The company’s web site will also be updated with relevant information. The company’s web site is at: www.leroy.no.
TECHNICAL INFORMATION
As of 31 December 2010, Lerøy Seafood Group ASA had 54,577,368 shares, each with a face value of NOK 1. The number of shareholders as per 31 December 2010 was 1,142 of whom 175 were foreign shareholders. The company’s register of shareholders, cf. section 4-4 of the Public Limited Companies Act (Norway), was registered with the Norwegian Central Securities Depository (Verdipapirsentralen – VPS) on 28 November 1997 and carries the VPS registration number ISIN NO-000-3096208. DnB NOR Bank ASA, Oslo, is the account manager. The share’s Ticker code on the Oslo Stock Exchange’s main list is LSG. The company’s business register number in the Register of Business Enterprises is 975 350 940.

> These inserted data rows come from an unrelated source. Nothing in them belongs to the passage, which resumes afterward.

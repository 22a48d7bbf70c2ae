//! Stripe client configuration

use stripe::Client;

use crate::error::{BillingError, BillingResult};

/// Configuration for Stripe billing
#[derive(Debug, Clone)]
pub struct StripeConfig {
    /// Stripe secret API key
    pub secret_key: String,
    /// Stripe webhook signing secret
    pub webhook_secret: String,
    /// Price IDs for each subscription plan
    pub price_ids: PriceIds,
    /// Rewardful API key for affiliate conversion tracking (optional)
    pub rewardful_api_key: Option<String>,
}

/// Stripe price IDs for the subscription plans.
/// Anything outside these two resolves to the `custom` plan.
#[derive(Debug, Clone)]
pub struct PriceIds {
    pub starter: String,
    pub pro: String,
}

impl StripeConfig {
    /// Create config from environment variables
    pub fn from_env() -> BillingResult<Self> {
        Ok(Self {
            secret_key: std::env::var("STRIPE_SECRET_KEY")
                .map_err(|_| BillingError::Config("STRIPE_SECRET_KEY not set".to_string()))?,
            webhook_secret: std::env::var("STRIPE_WEBHOOK_SECRET")
                .map_err(|_| BillingError::Config("STRIPE_WEBHOOK_SECRET not set".to_string()))?,
            price_ids: PriceIds {
                starter: std::env::var("STRIPE_STARTER_PRICE_ID").map_err(|_| {
                    BillingError::Config("STRIPE_STARTER_PRICE_ID not set".to_string())
                })?,
                pro: std::env::var("STRIPE_PRO_PRICE_ID")
                    .map_err(|_| BillingError::Config("STRIPE_PRO_PRICE_ID not set".to_string()))?,
            },
            rewardful_api_key: std::env::var("REWARDFUL_API_KEY").ok(),
        })
    }
}

/// Stripe billing client
#[derive(Clone)]
pub struct StripeClient {
    client: Client,
    config: StripeConfig,
}

impl StripeClient {
    /// Create a new Stripe client from config
    pub fn new(config: StripeConfig) -> Self {
        let client = Client::new(&config.secret_key);
        Self { client, config }
    }

    /// Create a new Stripe client from environment variables
    pub fn from_env() -> BillingResult<Self> {
        let config = StripeConfig::from_env()?;
        Ok(Self::new(config))
    }

    /// Get the inner Stripe client
    pub fn inner(&self) -> &Client {
        &self.client
    }

    /// Get the config
    pub fn config(&self) -> &StripeConfig {
        &self.config
    }
}
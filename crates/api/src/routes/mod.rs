//! HTTP routes

pub mod health;
pub mod webhooks;

use axum::{
    routing::{get, post},
    Router,
};

use crate::state::AppState;

/// Build the application router
pub fn create_router(state: AppState) -> Router {
    Router::new()
        .route("/api/health", get(health::health))
        .route("/api/stripe/webhook", post(webhooks::stripe_webhook))
        .with_state(state)
}
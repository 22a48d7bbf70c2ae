//! Affiliate conversion tracking
//!
//! Fire-and-forget notification to the Rewardful API after a paid
//! conversion. This is a best-effort side channel: it runs after the
//! primary transaction has committed and no failure here may surface as a
//! webhook-processing failure.

use serde::Serialize;
use uuid::Uuid;

/// A paid conversion to report.
#[derive(Debug, Clone)]
pub struct Conversion {
    pub referral_id: String,
    /// Checkout session id, used as the order id for dedup on their side.
    pub session_id: String,
    /// Minor currency units.
    pub amount: i64,
    pub user_id: Uuid,
    pub email: Option<String>,
    pub is_subscription: bool,
}

#[derive(Debug, Serialize)]
struct ConversionPayload<'a> {
    referral: &'a str,
    customer_id: String,
    #[serde(skip_serializing_if = "Option::is_none")]
    customer_email: Option<&'a str>,
    /// Major currency units.
    value: f64,
    currency: &'static str,
    order_id: &'a str,
    first_order: bool,
    status: &'static str,
    meta: ConversionMeta,
}

#[derive(Debug, Serialize)]
struct ConversionMeta {
    #[serde(rename = "type")]
    conversion_type: &'static str,
}

/// Client for the affiliate-tracking API.
#[derive(Clone)]
pub struct ReferralTracker {
    http: reqwest::Client,
    api_key: Option<String>,
    base_url: String,
}

impl ReferralTracker {
    pub fn new(api_key: Option<String>) -> Self {
        Self::with_base_url(api_key, "https://api.rewardful.com".to_string())
    }

    /// Point the tracker at a different endpoint (tests).
    pub fn with_base_url(api_key: Option<String>, base_url: String) -> Self {
        Self {
            http: reqwest::Client::new(),
            api_key,
            base_url,
        }
    }

    /// Report a conversion. Never fails: every error is logged and
    /// swallowed so affiliate tracking cannot break payment processing.
    pub async fn notify(&self, conversion: Conversion) {
        match self.try_notify(&conversion).await {
            Ok(true) => {
                tracing::info!(
                    referral_id = %conversion.referral_id,
                    session_id = %conversion.session_id,
                    "Referral conversion tracked"
                );
            }
            Ok(false) => {
                tracing::debug!(
                    referral_id = %conversion.referral_id,
                    "Referral tracking skipped (no API key configured)"
                );
            }
            Err(error) => {
                tracing::error!(
                    referral_id = %conversion.referral_id,
                    session_id = %conversion.session_id,
                    error = %error,
                    "Referral conversion tracking failed"
                );
            }
        }
    }

    async fn try_notify(&self, conversion: &Conversion) -> Result<bool, reqwest::Error> {
        let api_key = match &self.api_key {
            Some(key) => key,
            None => return Ok(false),
        };

        let payload = ConversionPayload {
            referral: &conversion.referral_id,
            customer_id: conversion.user_id.to_string(),
            customer_email: conversion.email.as_deref(),
            value: conversion.amount as f64 / 100.0,
            currency: "USD",
            order_id: &conversion.session_id,
            first_order: true,
            status: "paid",
            meta: ConversionMeta {
                conversion_type: if conversion.is_subscription {
                    "subscription"
                } else {
                    "one-time"
                },
            },
        };

        self.http
            .post(format!("{}/v1/conversions", self.base_url))
            .bearer_auth(api_key)
            .json(&payload)
            .send()
            .await?
            .error_for_status()?;

        Ok(true)
    }
}

#[cfg(test)]
mod tests {
    use super::*;

    fn conversion() -> Conversion {
        Conversion {
            referral_id: "ref_abc".to_string(),
            session_id: "cs_test_123".to_string(),
            amount: 1500,
            user_id: Uuid::new_v4(),
            email: Some("buyer@example.com".to_string()),
            is_subscription: false,
        }
    }

    #[tokio::test]
    async fn test_notify_posts_conversion() {
        let mut server = mockito::Server::new_async().await;
        let mock = server
            .mock("POST", "/v1/conversions")
            .match_header("authorization", "Bearer rk_test")
            .match_body(mockito::Matcher::PartialJson(serde_json::json!({
                "referral": "ref_abc",
                "order_id": "cs_test_123",
                "value": 15.0,
                "status": "paid",
                "meta": { "type": "one-time" },
            })))
            .with_status(200)
            .with_body("{}")
            .create_async()
            .await;

        let tracker =
            ReferralTracker::with_base_url(Some("rk_test".to_string()), server.url());
        tracker.notify(conversion()).await;

        mock.assert_async().await;
    }

    #[tokio::test]
    async fn test_notify_swallows_http_failures() {
        let mut server = mockito::Server::new_async().await;
        let mock = server
            .mock("POST", "/v1/conversions")
            .with_status(500)
            .create_async()
            .await;

        let tracker =
            ReferralTracker::with_base_url(Some("rk_test".to_string()), server.url());
        // Must return (), not panic or propagate.
        tracker.notify(conversion()).await;

        mock.assert_async().await;
    }

    #[tokio::test]
    async fn test_notify_without_api_key_is_a_noop() {
        let mut server = mockito::Server::new_async().await;
        let mock = server
            .mock("POST", "/v1/conversions")
            .expect(0)
            .create_async()
            .await;

        let tracker = ReferralTracker::with_base_url(None, server.url());
        tracker.notify(conversion()).await;

        mock.assert_async().await;
    }
}
//! Billing error types

use thiserror::Error;

/// Billing-specific errors
#[derive(Debug, Error)]
pub enum BillingError {
    #[error("Stripe API error: {0}")]
    StripeApi(String),

    #[error("Webhook signature verification failed")]
    WebhookSignatureInvalid,

    #[error("Webhook event type not supported: {0}")]
    WebhookEventNotSupported(String),

    #[error("Insufficient credits: {requested} requested")]
    InsufficientCredits { requested: i64 },

    #[error("Invalid amount: {0}")]
    InvalidAmount(String),

    #[error("Database error: {0}")]
    Database(String),

    #[error("Configuration error: {0}")]
    Config(String),

    #[error("Internal error: {0}")]
    Internal(String),
}

impl From<stripe::StripeError> for BillingError {
    fn from(err: stripe::StripeError) -> Self {
        BillingError::StripeApi(err.to_string())
    }
}

impl From<sqlx::Error> for BillingError {
    fn from(err: sqlx::Error) -> Self {
        BillingError::Database(err.to_string())
    }
}

pub type BillingResult<T> = Result<T, BillingError>;
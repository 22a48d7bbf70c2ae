//! Application configuration

use std::env;

/// Application configuration loaded from environment variables
#[derive(Debug, Clone)]
pub struct Config {
    // Server
    pub bind_address: String,

    // Database
    pub database_url: String,
}

#[derive(Debug, thiserror::Error)]
pub enum ConfigError {
    #[error("Missing required environment variable: {0}")]
    Missing(&'static str),
}

impl Config {
    /// Load configuration from environment variables
    ///
    /// Stripe and referral settings are loaded separately by the billing
    /// crate's `StripeConfig::from_env`.
    pub fn from_env() -> Result<Self, ConfigError> {
        Ok(Self {
            bind_address: env::var("BIND_ADDRESS").unwrap_or_else(|_| "0.0.0.0:3000".to_string()),
            database_url: env::var("DATABASE_URL")
                .map_err(|_| ConfigError::Missing("DATABASE_URL"))?,
        })
    }
}
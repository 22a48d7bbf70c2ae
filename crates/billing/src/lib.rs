// Billing crate clippy configuration
#![allow(clippy::too_many_arguments)] // Some Stripe operations require many parameters
// Test code patterns (expected in test files):
#![cfg_attr(test, allow(clippy::unwrap_used))]
#![cfg_attr(test, allow(clippy::expect_used))]

//! GhostTools Billing Module
//!
//! Handles Stripe integration for the credit ledger, subscriptions, and
//! payment reconciliation.
//!
//! ## Features
//!
//! - **Webhooks**: Verify and reconcile Stripe events into local state
//! - **Credit Ledger**: Atomic grant/set/debit operations per user
//! - **Subscriptions**: Mirror provider subscription lifecycle
//! - **Payment History**: Append-only audit trail of payment attempts
//! - **Checkout Fulfillment**: Credit allocation for one-time purchases
//! - **Usage Metering**: Debit credits per tool invocation
//! - **Referral Tracking**: Best-effort affiliate conversion reporting

pub mod checkout;
pub mod client;
pub mod credits;
pub mod error;
pub mod history;
pub mod plans;
pub mod referral;
pub mod subscriptions;
pub mod usage;
pub mod webhooks;

#[cfg(test)]
mod edge_case_tests;

// Checkout
pub use checkout::{credits_for_amount, CheckoutFulfillment};

// Client
pub use client::{PriceIds, StripeClient, StripeConfig};

// Credits
pub use credits::CreditLedger;

// Error
pub use error::{BillingError, BillingResult};

// History
pub use history::{NewPaymentRecord, PaymentHistory, PaymentRecord, PaymentStatus, PaymentType};

// Referral
pub use referral::{Conversion, ReferralTracker};

// Subscriptions
pub use subscriptions::{SubscriptionService, SubscriptionUpsert};

// Usage
pub use usage::{UsageMeter, UsageRecord};

// Webhooks
pub use webhooks::WebhookHandler;

use sqlx::PgPool;

/// Main billing service that combines all billing functionality
pub struct BillingService {
    pub history: PaymentHistory,
    pub subscriptions: SubscriptionService,
    pub usage: UsageMeter,
    pub webhooks: WebhookHandler,
}

impl BillingService {
    /// Create a new billing service with explicit config
    pub fn new(config: StripeConfig, pool: PgPool) -> Self {
        let stripe = StripeClient::new(config);
        let referral = ReferralTracker::new(stripe.config().rewardful_api_key.clone());

        Self {
            history: PaymentHistory::new(pool.clone()),
            subscriptions: SubscriptionService::new(stripe.clone(), pool.clone()),
            usage: UsageMeter::new(pool.clone()),
            webhooks: WebhookHandler::new(stripe, pool, referral),
        }
    }

    /// Create a new billing service from environment variables
    pub fn from_env(pool: PgPool) -> BillingResult<Self> {
        let config = StripeConfig::from_env()?;
        Ok(Self::new(config, pool))
    }
}
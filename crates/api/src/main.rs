#![cfg_attr(test, allow(clippy::unwrap_used))]
#![cfg_attr(test, allow(clippy::expect_used))]

//! GhostTools Billing API Server
//!
//! Hosts the Stripe webhook endpoint that reconciles payment events into
//! subscription, credit, and payment-history state.

mod config;
mod error;
mod routes;
mod state;

use std::net::SocketAddr;
use std::sync::Arc;

use ghosttools_billing::BillingService;
use ghosttools_shared::{create_migration_pool, create_pool, run_migrations};
use tower_http::trace::TraceLayer;
use tracing_subscriber::{layer::SubscriberExt, util::SubscriberInitExt};

use crate::{config::Config, routes::create_router, state::AppState};

#[tokio::main]
async fn main() -> anyhow::Result<()> {
    // Load .env file if present
    dotenvy::dotenv().ok();

    // Initialize tracing
    tracing_subscriber::registry()
        .with(
            tracing_subscriber::EnvFilter::try_from_default_env()
                .unwrap_or_else(|_| "info,ghosttools_api=debug".into()),
        )
        .with(tracing_subscriber::fmt::layer())
        .init();

    tracing::info!(
        "Starting GhostTools Billing API v{}",
        env!("CARGO_PKG_VERSION")
    );

    // Load configuration
    let config = Config::from_env()?;
    tracing::info!("Configuration loaded");

    // Create database pool
    tracing::info!("Connecting to database...");
    let pool = create_pool(&config.database_url).await?;
    tracing::info!("Database connection established");

    // Run migrations on a dedicated single-connection pool
    tracing::info!("Running database migrations...");
    let migration_pool = create_migration_pool(&config.database_url).await?;
    run_migrations(&migration_pool).await?;
    migration_pool.close().await;
    tracing::info!("Database migrations complete");

    // Build the billing service; lifecycle is owned here and injected down
    let billing = Arc::new(BillingService::from_env(pool.clone())?);
    tracing::info!("Stripe billing service initialized");

    // Create application state and router
    let state = AppState::new(pool, config.clone(), billing);
    let app = create_router(state).layer(TraceLayer::new_for_http());

    // Parse bind address
    let addr: SocketAddr = config.bind_address.parse()?;
    tracing::info!("Starting server on {}", addr);

    // Start the server
    let listener = tokio::net::TcpListener::bind(addr).await?;
    axum::serve(listener, app).await?;

    Ok(())
}
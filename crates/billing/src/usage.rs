//! Usage metering
//!
//! The tool-invocation side of the ledger: each paid tool run debits
//! credits and records a usage row in one transaction. The conditional
//! debit means a concurrent run cannot push the balance below zero.

use serde::Serialize;
use sqlx::PgPool;
use time::OffsetDateTime;
use uuid::Uuid;

use crate::credits::CreditLedger;
use crate::error::{BillingError, BillingResult};

/// A recorded tool invocation.
#[derive(Debug, Clone, Serialize, sqlx::FromRow)]
pub struct UsageRecord {
    pub id: Uuid,
    pub user_id: Uuid,
    pub tool: String,
    pub credits_used: i64,
    pub created_at: OffsetDateTime,
}

/// Meters tool usage against the credit ledger.
pub struct UsageMeter {
    pool: PgPool,
}

impl UsageMeter {
    pub fn new(pool: PgPool) -> Self {
        Self { pool }
    }

    /// Debit credits for one tool run and log it. Returns the remaining
    /// balance; surfaces [`BillingError::InsufficientCredits`] untouched so
    /// the caller can map it to a payment-required response.
    pub async fn record(&self, user_id: Uuid, tool: &str, credits: i64) -> BillingResult<i64> {
        if credits <= 0 {
            return Err(BillingError::InvalidAmount(format!(
                "usage must consume at least one credit, got {}",
                credits
            )));
        }

        let mut tx = self.pool.begin().await?;

        let remaining = CreditLedger::debit(&mut *tx, user_id, credits).await?;

        sqlx::query(
            r#"
            INSERT INTO usage_history (user_id, tool, credits_used)
            VALUES ($1, $2, $3)
            "#,
        )
        .bind(user_id)
        .bind(tool)
        .bind(credits)
        .execute(&mut *tx)
        .await?;

        tx.commit().await?;

        tracing::debug!(
            user_id = %user_id,
            tool = tool,
            credits_used = credits,
            remaining = remaining,
            "Tool usage recorded"
        );

        Ok(remaining)
    }

    /// Credits consumed so far this calendar month.
    pub async fn month_usage(&self, user_id: Uuid) -> BillingResult<i64> {
        let (total,): (i64,) = sqlx::query_as(
            r#"
            SELECT COALESCE(SUM(credits_used), 0)::BIGINT
            FROM usage_history
            WHERE user_id = $1
              AND created_at >= date_trunc('month', NOW())
            "#,
        )
        .bind(user_id)
        .fetch_one(&self.pool)
        .await?;

        Ok(total)
    }

    /// Recent usage rows for one user, newest first.
    pub async fn list_for_user(&self, user_id: Uuid, limit: i64) -> BillingResult<Vec<UsageRecord>> {
        let records = sqlx::query_as(
            r#"
            SELECT id, user_id, tool, credits_used, created_at
            FROM usage_history
            WHERE user_id = $1
            ORDER BY created_at DESC
            LIMIT $2
            "#,
        )
        .bind(user_id)
        .bind(limit)
        .fetch_all(&self.pool)
        .await?;

        Ok(records)
    }
}
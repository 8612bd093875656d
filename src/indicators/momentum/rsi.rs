//! RSI (Relative Strength Index) indicator
//!
//! RSI = 100 - (100 / (1 + RS))
//! RS = Average Gain / Average Loss

/// Calculate RSI over the last `period` closing-price changes
///
/// Uses simple averages of the positive and negative deltas. Zero deltas
/// contribute to neither side. A zero average loss means all gains, so the
/// ratio saturates at 100 instead of dividing by zero.
pub fn relative_strength_index(closes: &[f64], period: usize) -> Option<f64> {
    if period == 0 || closes.len() < period + 1 {
        return None;
    }

    let window = &closes[closes.len() - period - 1..];
    let mut gain_sum = 0.0;
    let mut loss_sum = 0.0;
    for pair in window.windows(2) {
        let change = pair[1] - pair[0];
        if change > 0.0 {
            gain_sum += change;
        } else {
            loss_sum += change.abs();
        }
    }

    let avg_gain = gain_sum / period as f64;
    let avg_loss = loss_sum / period as f64;

    if avg_loss == 0.0 {
        return Some(100.0);
    }

    let rs = avg_gain / avg_loss;
    Some(100.0 - (100.0 / (1.0 + rs)))
}

/// Calculate RSI with the default period (14)
pub fn relative_strength_index_default(closes: &[f64]) -> Option<f64> {
    relative_strength_index(closes, 14)
}
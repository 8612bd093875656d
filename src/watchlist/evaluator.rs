//! Threshold rules over scan results

use crate::models::position::Position;
use crate::models::scan::{Advice, HoldingReview, ScanResult};
use std::cmp::Ordering;

/// Minimum score for the conservative pool
pub const CONSERVATIVE_MIN_SCORE: u32 = 70;

/// Minimum score for the momentum pool
pub const MOMENTUM_MIN_SCORE: u32 = 80;

/// Score below which a held position is flagged as weakening
pub const HOLD_MIN_SCORE: u32 = 60;

/// Days-to-earnings at or below which a holding is flagged for exit
pub const EARNINGS_RISK_DAYS: i64 = 5;

/// Ranking applied to a filtered pool
#[derive(Debug, Clone, Copy, PartialEq, Eq)]
pub enum PoolOrder {
    /// Descending composite score
    ByScore,
    /// Descending relative volume
    ByRelativeVolume,
}

/// Keep results at or above `min_score` and rank them
///
/// The sort is stable, so equal keys keep their original scan order.
pub fn filter_pool(results: &[ScanResult], min_score: u32, order: PoolOrder) -> Vec<ScanResult> {
    let mut pool: Vec<ScanResult> = results
        .iter()
        .filter(|r| r.score >= min_score)
        .cloned()
        .collect();

    match order {
        PoolOrder::ByScore => pool.sort_by(|a, b| b.score.cmp(&a.score)),
        PoolOrder::ByRelativeVolume => pool.sort_by(|a, b| {
            b.snapshot
                .rvol
                .partial_cmp(&a.snapshot.rvol)
                .unwrap_or(Ordering::Equal)
        }),
    }

    pool
}

/// Conservative pool: score >= 70, strongest first
pub fn conservative_pool(results: &[ScanResult]) -> Vec<ScanResult> {
    filter_pool(results, CONSERVATIVE_MIN_SCORE, PoolOrder::ByScore)
}

/// Momentum pool: score >= 80, most active first
pub fn momentum_pool(results: &[ScanResult]) -> Vec<ScanResult> {
    filter_pool(results, MOMENTUM_MIN_SCORE, PoolOrder::ByRelativeVolume)
}

/// Join positions with their scan results and derive advisories
///
/// A position whose symbol has no scan result is omitted from the output;
/// callers treat "present in input, absent in output" as data unavailable.
pub fn review_holdings(positions: &[Position], results: &[ScanResult]) -> Vec<HoldingReview> {
    positions
        .iter()
        .filter_map(|position| {
            let result = results.iter().find(|r| r.symbol == position.code)?;
            let price = result.snapshot.close;
            let profit = (price - position.cost) * position.shares;
            let profit_pct = (price - position.cost) / position.cost * 100.0;

            let advice = if result.earnings_days <= EARNINGS_RISK_DAYS {
                Advice::EarningsRisk
            } else if result.score < HOLD_MIN_SCORE {
                Advice::Weakening
            } else {
                Advice::Hold
            };

            Some(HoldingReview {
                code: position.code.clone(),
                kind: position.kind,
                cost: position.cost,
                price,
                shares: position.shares,
                profit,
                profit_pct,
                score: result.score,
                earnings_days: result.earnings_days,
                advice,
            })
        })
        .collect()
}

/// Total dollar profit across reviewed holdings
pub fn total_profit(reviews: &[HoldingReview]) -> f64 {
    reviews.iter().map(|r| r.profit).sum()
}
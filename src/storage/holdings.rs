//! CSV-backed holdings store
//!
//! The file carries one record per lot with the columns
//! `Code,Type,Cost,Shares,Note`.

use crate::models::position::Position;
use std::path::{Path, PathBuf};
use tracing::debug;

pub trait HoldingsStore {
    /// Load all positions; a store with no data yet loads as an empty list
    fn load(&self) -> Result<Vec<Position>, Box<dyn std::error::Error + Send + Sync>>;

    /// Replace the stored positions with `positions`
    fn save(
        &self,
        positions: &[Position],
    ) -> Result<(), Box<dyn std::error::Error + Send + Sync>>;
}

pub struct CsvHoldingsStore {
    path: PathBuf,
}

impl CsvHoldingsStore {
    pub fn new<P: AsRef<Path>>(path: P) -> Self {
        Self {
            path: path.as_ref().to_path_buf(),
        }
    }

    pub fn path(&self) -> &Path {
        &self.path
    }
}

impl HoldingsStore for CsvHoldingsStore {
    fn load(&self) -> Result<Vec<Position>, Box<dyn std::error::Error + Send + Sync>> {
        if !self.path.exists() {
            debug!(path = %self.path.display(), "holdings file missing, loading empty");
            return Ok(Vec::new());
        }

        let mut reader = csv::Reader::from_path(&self.path)?;
        let mut positions = Vec::new();
        for record in reader.deserialize() {
            let position: Position = record?;
            positions.push(position);
        }
        Ok(positions)
    }

    fn save(
        &self,
        positions: &[Position],
    ) -> Result<(), Box<dyn std::error::Error + Send + Sync>> {
        let mut writer = csv::Writer::from_path(&self.path)?;
        for position in positions {
            writer.serialize(position)?;
        }
        writer.flush()?;
        debug!(
            path = %self.path.display(),
            count = positions.len(),
            "saved holdings"
        );
        Ok(())
    }
}
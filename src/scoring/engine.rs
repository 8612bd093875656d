//! Rule evaluation over an indicator snapshot

use crate::models::market::IndicatorSnapshot;
use crate::models::scan::{ScoreReason, StrengthBand};
use crate::scoring::rules::{BASE_SCORE, MAX_SCORE, RULES};

/// Composite score plus the rules that produced it
#[derive(Debug, Clone)]
pub struct ScoreBreakdown {
    pub score: u32,
    pub reasons: Vec<ScoreReason>,
}

impl ScoreBreakdown {
    pub fn band(&self) -> StrengthBand {
        StrengthBand::from_score(self.score)
    }
}

pub struct ScoreEngine;

impl ScoreEngine {
    /// Evaluate all rules against one snapshot
    ///
    /// Pure function of the snapshot: base 60, each satisfied rule adds its
    /// weight, the total clamps at 100. Adding a satisfied rule can never
    /// lower the result.
    pub fn evaluate(snapshot: &IndicatorSnapshot) -> ScoreBreakdown {
        let mut score = BASE_SCORE;
        let mut reasons = Vec::new();

        for rule in &RULES {
            if (rule.check)(snapshot) {
                score += rule.weight;
                reasons.push(ScoreReason {
                    label: rule.label.to_string(),
                    weight: rule.weight,
                });
            }
        }

        ScoreBreakdown {
            score: score.min(MAX_SCORE),
            reasons,
        }
    }
}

The overview below shows the so-called RISK values for the company’s shares:
1 January 1996 NOK 0.0
1 January 1997 NOK 1,592.60
1 January 1998 NOK 3.50
1 January 1999 NOK 1.14
1 January 2000 NOK 0.83
1 January 2001 NOK 0.89
1 January 2002 NOK 1.69
1 January 2003 NOK -0.02
1 January 2004 NOK -0.59
1 January 2005 NOK -0.88
1 January 2006 NOK -1.80
RISK values have not been calculated since the 2006 accounting year because of changes in the tax regulations.
Adjustment factors applied when redistributing RISK amounts after share splits:
Share split on 11 May 1998, factor 0.10000
Share split on 30 June 1997, factor 0.00100
Actual distributed dividend for the accounting year 2004 was NOK 0.80 per share. Each shareholder can therefore demand RISK per 1 January 2005 adjusted from NOK -0.88 per share to NOK -0.80 per share.